Knowledge distillation becomes a de facto standard to improve the performance of small neural networks. Most of the previous works propose to regress the representational features from the teacher to the student in a one-to-one spatial matching fashion. However, people tend to overlook the fact that, due to the architecture differences, the semantic information on the same spatial location usually vary. This greatly undermines the underlying assumption of the one-to-one distillation approach. To this end, we propose a novel one-to-all spatial matching knowledge distillation approach. Specifically, we allow each pixel of the teacher feature to be distilled to all spatial locations of the student features given its similarity, which is generated from a target-aware transformer. Our approach surpasses the state-of-the-art methods by a significant margin on various computer vision benchmarks, such as ImageNet, Pascal VOC and COCOStuff10k. Code is available at https://github.com/sihaoevery/TaT.
Paper Structure (15 sections, 10 equations, 4 figures, 14 tables)

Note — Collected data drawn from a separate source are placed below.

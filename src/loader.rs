use std::fmt;
use std::sync::Arc;

use serde::Serialize;

use crate::config::{ImageConfig, LoaderKind};
use crate::error::ConfigError;

/// Arguments handed to a loader for one candidate width.
#[derive(Clone, Copy, Debug)]
pub struct ImageLoaderProps<'a> {
    pub config: &'a ImageConfig,
    pub src: &'a str,
    pub width: u32,
    pub quality: Option<u8>,
}

pub type LoaderFn = dyn Fn(&ImageLoaderProps<'_>) -> String + Send + Sync;

/// Maps `(src, width, quality)` to a delivery URL. The engine calls it and
/// never inspects how the URL is built.
#[derive(Clone)]
pub enum ImageLoader {
    Default,
    Imgix,
    Cloudinary,
    Akamai,
    Custom(Arc<LoaderFn>),
}

impl fmt::Debug for ImageLoader {
    fn fmt(&self, f: &mut fmt::Formatter<'_>) -> fmt::Result {
        match self {
            ImageLoader::Default => f.write_str("Default"),
            ImageLoader::Imgix => f.write_str("Imgix"),
            ImageLoader::Cloudinary => f.write_str("Cloudinary"),
            ImageLoader::Akamai => f.write_str("Akamai"),
            ImageLoader::Custom(_) => f.write_str("Custom(..)"),
        }
    }
}

impl ImageLoader {
    pub fn custom<F>(loader: F) -> Self
    where
        F: Fn(&ImageLoaderProps<'_>) -> String + Send + Sync + 'static,
    {
        ImageLoader::Custom(Arc::new(loader))
    }

    /// Picks the loader for one image: a per-image override wins, then the
    /// configured kind.
    pub fn resolve(config: &ImageConfig, overridden: Option<&ImageLoader>) -> Result<Self, ConfigError> {
        if let Some(loader) = overridden {
            return Ok(loader.clone());
        }
        Ok(match config.loader {
            LoaderKind::Default => ImageLoader::Default,
            LoaderKind::Imgix => ImageLoader::Imgix,
            LoaderKind::Cloudinary => ImageLoader::Cloudinary,
            LoaderKind::Akamai => ImageLoader::Akamai,
            LoaderKind::Custom => config
                .image_loader
                .clone()
                .ok_or(ConfigError::MissingCustomLoader)?,
        })
    }

    pub fn is_default(&self) -> bool {
        matches!(self, ImageLoader::Default)
    }

    pub fn load(&self, props: &ImageLoaderProps<'_>) -> String {
        match self {
            ImageLoader::Default => default_loader(props),
            ImageLoader::Imgix => imgix_loader(props),
            ImageLoader::Cloudinary => cloudinary_loader(props),
            ImageLoader::Akamai => akamai_loader(props),
            ImageLoader::Custom(loader) => loader(props),
        }
    }
}

#[derive(Serialize)]
struct DefaultLoaderQuery<'a> {
    url: &'a str,
    w: u32,
    q: u8,
}

fn default_loader(props: &ImageLoaderProps<'_>) -> String {
    let ImageLoaderProps {
        config,
        src,
        width,
        quality,
    } = *props;

    // SVGs are served as-is rather than proxied through the optimizer.
    if src.ends_with(".svg") && !config.dangerously_allow_svg {
        return src.to_string();
    }

    let query = DefaultLoaderQuery {
        url: src,
        w: width,
        q: quality.unwrap_or(75),
    };
    match serde_qs::to_string(&query) {
        Ok(params) => format!("{}?{}", config.path, params),
        Err(err) => {
            log::error!("Failed to encode image url for {src}: {err}");
            src.to_string()
        }
    }
}

fn imgix_loader(props: &ImageLoaderProps<'_>) -> String {
    let mut url = format!(
        "{}{}?auto=format&fit=max&w={}",
        props.config.path,
        normalize_src(props.src),
        props.width
    );
    if let Some(quality) = props.quality {
        url.push_str(&format!("&q={quality}"));
    }
    url
}

fn cloudinary_loader(props: &ImageLoaderProps<'_>) -> String {
    let quality = props
        .quality
        .map(|q| q.to_string())
        .unwrap_or_else(|| "auto".to_string());
    let params = [
        "f_auto".to_string(),
        "c_limit".to_string(),
        format!("w_{}", props.width),
        format!("q_{quality}"),
    ];
    format!(
        "{}{}/{}",
        props.config.path,
        params.join(","),
        normalize_src(props.src)
    )
}

fn akamai_loader(props: &ImageLoaderProps<'_>) -> String {
    format!(
        "{}{}?imwidth={}",
        props.config.path,
        normalize_src(props.src),
        props.width
    )
}

fn normalize_src(src: &str) -> &str {
    src.strip_prefix('/').unwrap_or(src)
}

#[cfg(test)]
mod loader_tests {
    use super::*;

    fn props<'a>(config: &'a ImageConfig, src: &'a str, quality: Option<u8>) -> ImageLoaderProps<'a> {
        ImageLoaderProps {
            config,
            src,
            width: 640,
            quality,
        }
    }

    #[test]
    fn default_loader_encodes_query() {
        let config = ImageConfig::default();
        let url = ImageLoader::Default.load(&props(&config, "/images/cat.png", None));
        assert_eq!(url, "/cache/image?url=%2Fimages%2Fcat.png&w=640&q=75");
    }

    #[test]
    fn default_loader_passes_svg_through() {
        let config = ImageConfig::default();
        assert_eq!(ImageLoader::Default.load(&props(&config, "/logo.svg", Some(90))), "/logo.svg");

        let config = ImageConfig {
            dangerously_allow_svg: true,
            ..Default::default()
        };
        assert!(ImageLoader::Default
            .load(&props(&config, "/logo.svg", Some(90)))
            .ends_with("w=640&q=90"));
    }

    #[test]
    fn imgix_loader() {
        let config = ImageConfig {
            path: "https://example.imgix.net/".to_string(),
            ..Default::default()
        };
        assert_eq!(
            ImageLoader::Imgix.load(&props(&config, "/cat.png", Some(80))),
            "https://example.imgix.net/cat.png?auto=format&fit=max&w=640&q=80"
        );
    }

    #[test]
    fn cloudinary_loader() {
        let config = ImageConfig {
            path: "https://res.cloudinary.com/demo/image/upload/".to_string(),
            ..Default::default()
        };
        assert_eq!(
            ImageLoader::Cloudinary.load(&props(&config, "/cat.png", None)),
            "https://res.cloudinary.com/demo/image/upload/f_auto,c_limit,w_640,q_auto/cat.png"
        );
    }

    #[test]
    fn akamai_loader() {
        let config = ImageConfig {
            path: "https://cdn.example.com/".to_string(),
            ..Default::default()
        };
        assert_eq!(
            ImageLoader::Akamai.load(&props(&config, "/cat.png", None)),
            "https://cdn.example.com/cat.png?imwidth=640"
        );
    }

    #[test]
    fn resolve_prefers_override() {
        let config = ImageConfig {
            loader: LoaderKind::Akamai,
            ..Default::default()
        };
        let custom = ImageLoader::custom(|p| format!("https://img.example.com{}?w={}", p.src, p.width));
        let resolved = ImageLoader::resolve(&config, Some(&custom)).unwrap();
        assert_eq!(
            resolved.load(&props(&config, "/cat.png", None)),
            "https://img.example.com/cat.png?w=640"
        );
        assert!(matches!(ImageLoader::resolve(&config, None), Ok(ImageLoader::Akamai)));
    }

    #[test]
    fn resolve_custom_kind_without_function_fails() {
        let config = ImageConfig {
            loader: LoaderKind::Custom,
            ..Default::default()
        };
        assert!(matches!(
            ImageLoader::resolve(&config, None),
            Err(ConfigError::MissingCustomLoader)
        ));
    }
}
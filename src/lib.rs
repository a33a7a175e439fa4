pub mod blur;
pub mod config;
#[cfg(feature = "hydrate")]
pub mod dom;
pub mod error;
pub mod glob;
pub mod image;
pub mod lcp;
pub mod loader;
pub mod loading;
pub mod props;
pub mod provider;
pub mod remote;
pub mod srcset;
pub mod validate;
pub mod warn;

pub use config::{ImageConfig, ImageFormat, LoaderKind, Protocol, RemotePattern};
pub use error::{ConfigError, ImageError};
pub use image::*;
pub use lcp::{LcpRegistry, PerformanceObserverHost};
pub use loader::{ImageLoader, ImageLoaderProps};
pub use props::{get_int, Dimension, ImageRequest, ImageStyle, Placeholder};
pub use provider::provide_image_config;
pub use remote::{is_allowed, match_remote_pattern};
pub use srcset::{generate_img_attrs, get_widths, DescriptorKind, GenImgAttrs, ImgAttrs};
pub use validate::{check_image, validate, Violation, ViolationKind};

This paper contains 15 sections, 10 equations, 4 figures, 14 tables.

Figures (4)

  • Figure 1: Illustration of semantic mismatch. Suppose that teacher and student are the 3-layers and 2-layers convnets with kernel size $3\times 3$ and stride $1\times 1$. (a) shows the receptive field of the middle pixel of the final feature map, where the blue box represents the teacher's receptive field and the orange box is that of the student's. Since teacher model has more convolutional operations, the resulting teacher feature map has a larger receptive field and thus contains richer semantic information. (b) Hence, directly regressing the student's and teacher's feature in a one-to-one spatial matching fashion may be suboptimal. (c) We proposed a one-to-all knowledge distillation via a target-aware transformer that can let the teacher's spatial components be distilled to the entire student feature maps.
  • Figure 2: Illustration of our framework. (a) Target-aware Transformer. Conditioned on the teacher feature and the student feature, the transformation map Corr. is computed and then applied on the student feature to reconfigure itself, which is then asked to minimize the L$_2$ loss with the corresponding teacher feature. (b) Patch-group Distillation. Both teacher and student features are to be sliced and rearranged as groups for distillation. By concatenating the patches within a group, we explicitly introduce the spatial correlation among the patches beyond the patches themselves. (c) Anchor-point Distillation. Each color indicates a region. We use average pooling to extract the anchor within a local area of the given feature map, forming the new feature map of a smaller size. The generated anchor-point features will participate in the distillation.
  • Figure 3: The performance of our model under different $\epsilon$ on ImageNet. Here the loss $\mathcal{L}_{\rm{KL}}$ is removed and $\alpha$ is set to 0.1.
  • Figure 4: Visualization of feature map and TaT map. The input is selected from ImageNet validation set. The teacher backbone is ResNet34 and student backbone is ResNet18. The feature map of the distillation layer (4-th block) has been visualized. While there are 512 feature channels in total, we visualize 64 channels for better visualization. Through the Target-aware transformer, we found that the reconfigured student feature (3rd column) has a similar pattern with teacher feature (4th column). The associated TaT map has also been visualized, which indicates the student would aggregate the semantic mostly from neighbor to enhance its pixels.